Aller, tu vas dans la salle de bain, tu te passes de l’eau sur le visage. Arrête de pleurer, écoute moi : je vais mettre des petites cuillères au congélateur pour tes poches sous les yeux et dans 20 minutes tout le monde en voiture. Les garçons se brosseront les dents dans la cuisine. Tu mangeras des biscuits sur la route. Mets ton pull bleu, ton col roulé, ce sera très beau avec ton cou et tes cheveux carrés. 

Elle avait écouté la voix sans appel et sans animosité de sa mère, elle va suivre pas à pas. Sa mère sourit une dernière fois et disparaît dans le couloir.
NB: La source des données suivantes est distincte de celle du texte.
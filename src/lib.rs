mod client;
pub mod config;
pub mod error;
pub mod market;

pub use client::{MarketDataClient, PrimedHistory};
pub use config::{MarketStreamArgs, MarketStreamConfig};
pub use error::{MarketError, RestError};
pub use market::backoff::{backoff_delay, BackoffPolicy};
pub use market::binance::SnapshotLoader;
pub use market::connection::{ConnectionManager, InboundFrame, StatusListener, TopicSink};
pub use market::registry::{RegistryStats, SubscriptionRegistry};
pub use market::topics::{parse_topic, topic_for, Topic, TopicKind};
pub use market::transport::{Connector, FrameStream, SocketEvent, TungsteniteConnector};
pub use market::types::{
    Candle, CandleFeed, ConnectionMode, ConnectionSnapshot, ConnectionStatus, DepthUpdate,
    Interval, MarketSummary, SubscriptionKey, TickerSummary,
};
Elle commence à descendre son échelle. Maman ?! Et le sourire revient. Maman, tu peux me dire la surprise s’te plait ? Bon. D'accord mais d’abord il te reste deux petites marches, une…elle saute à pieds joints. Sa mère se penche à son oreille et lui caresse les cheveux. Si tu veux après l’école je t’emmène au cinéma. Avec le déménagement, à la campagne, ça fait longtemps qu’elles n’ont pas fait ça. Elle est contente, elle commence à s’écarter - ah attends, en une seconde sa mère prend sa tête dans son avant bras, la cale contre son sein et lui glisse son auriculaire dans l’oreille. Le doigt tourne. Craspouille. C’est désagréable, elle s’hérisse, elle grimace, ses joues remontent devant ses yeux. Bouge pas, sa mère la tient serré au ventre. Elle a l’impression qu’on visse et qu’on va lui percer la paroie, que ça va faire pop en entrant dans sa tête. Bou-ge-pas. Voilà. Voilà, fini les oreilles douteuses mon lapin, tu es au collège et tu as les cheveux courts n’oublie pas. Sa mère voudrait aussi lui regarder les aisselles, la naissance des seins, regarder comme ça, pour voir, pour voir ce que son enfant devient, sa fille comme elle, qui ne veut plus qu’on assiste à son corps depuis déjà plusieurs rentrées. Discrètement, elle sent le ventre qu’elle a dans la main.